The UK set the pace with a record-breaking estimated $32.4 million (£20.1). It's the all-time Saturday attendance record, the biggest opening of 2012 and the second biggest Friday-to-Sunday opening weekend in history, following only the 3-D "Harry Potter & the Deathly Hallows Part 2." According to Sony, "this launch was 76% bigger than Daniel Craig’s first turn as 007, 'Casino Royale,' and 30% bigger than' Quantum Of Solace.'"
I finally saw "Skyfall" and was not disappointed. Screenwriter John Logan ("The Aviator") and director Sam Mendes have delivered the smartest of the Bonds, the darkest and most personal. (Peter Debruge charts the evolution of the entire Bond oeuvre here.) And yet the film cracks along with a wise insider's sense of when to lighten the proceedings with a knowing wink to the rules we all have internalized. (Early reviews here.)

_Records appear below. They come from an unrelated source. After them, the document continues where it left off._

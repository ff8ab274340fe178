//! Pulse-timeline construction for qubit measurement sequences.
//!
//! This crate computes the absolute start time of every pulse and every
//! sample window within one hardware program, without touching any
//! instrument. A program is an ordered list of [`Event`]s — "reset the
//! carrier phase", "emit pulse P", "open the sample window" — whose
//! timestamps are monotonically non-decreasing offsets from the start of
//! the program.
//!
//! # Model
//!
//! - [`TimelineBuilder`] keeps a time cursor and schedules events at it,
//!   exactly the way a measurement script walks its `T` variable forward.
//! - [`Timeline`] is the finished program: the event list plus the total
//!   period handed to the instrument's run call.
//! - [`schedule`] holds the fixed, experiment-specific builders
//!   (Ramsey echo, T1). These are deliberately not a general compiler:
//!   the pulse order and the placement of the swept delay carry physics,
//!   not just code.
//!
//! The whole sweep is placed back to back in a single program; the period
//! is the accumulated total over all sweep points. See
//! [`schedule::ramsey_echo_timeline`].

mod builder;
mod error;
mod event;
pub mod schedule;
mod sweep;

pub use builder::TimelineBuilder;
pub use error::TimelineError;
pub use event::{Action, Event, Port, PulseId, Timeline};
pub use sweep::DelaySweep;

One: whip-cracking prologue involving fast cars and rooftops and ridiculous peril. Check. In this case Bond may be dead. Or not.
Two: Fabulous floaty-surreal credit sequence with Bond Theme sung by current pop star. Check. Adele nails it. (Song here.)
Three: Bond is rebellious for a bit. Check. In this case he drinks a Heineken (signaling his dissolution), and takes far too long to submit to a close shave from Miss Moneypenny (Naomie Harris).
Four: M is both adversary and ally. Check. Veteran Judi Dench is joined by new MI6 supervisor Ralph Fiennes, as well as young Ben Whishaw as computer ace Q. (Clip here.) I maintain that Dench--who can shoot a gun-- should topline the female "Expendables." As long as it's not called the "Expendabelles."
Five: Bond slips into a form-fitting tux, sips a martini and drives a well-equipped car. Check. Props abound--oversize luxury watch, special gun...details I will leave to you. (Peter Howell reports on Toronto's Bell Lighthouse Bond Collection. Apparently 007 was a hoarder.)
Six: A gorgeous femme leads Bond to a lethal and globally destructive villain--but not before some heated sex. Check. Javier Bardem, who won an Oscar for his chilling Chigurh in "No Country for Old Men," actually exceeds expectations.There are some parallels to "The Dark Knight Rises." First, like Bruce Wayne, Bond is physically diminished and thus more vulnerable. We're not sure what he can do. It takes a threat to something Bond/Wayne deeply cares about to rouse him to action. There is that all-too familiar sense that our universe is menaced by malevolent chaos. In some ways the villain seems more vital and powerful than our world-weary hero.
Seven: Someone close to Bond dies. Check. Duh.
No more intel. There's plenty more to savor.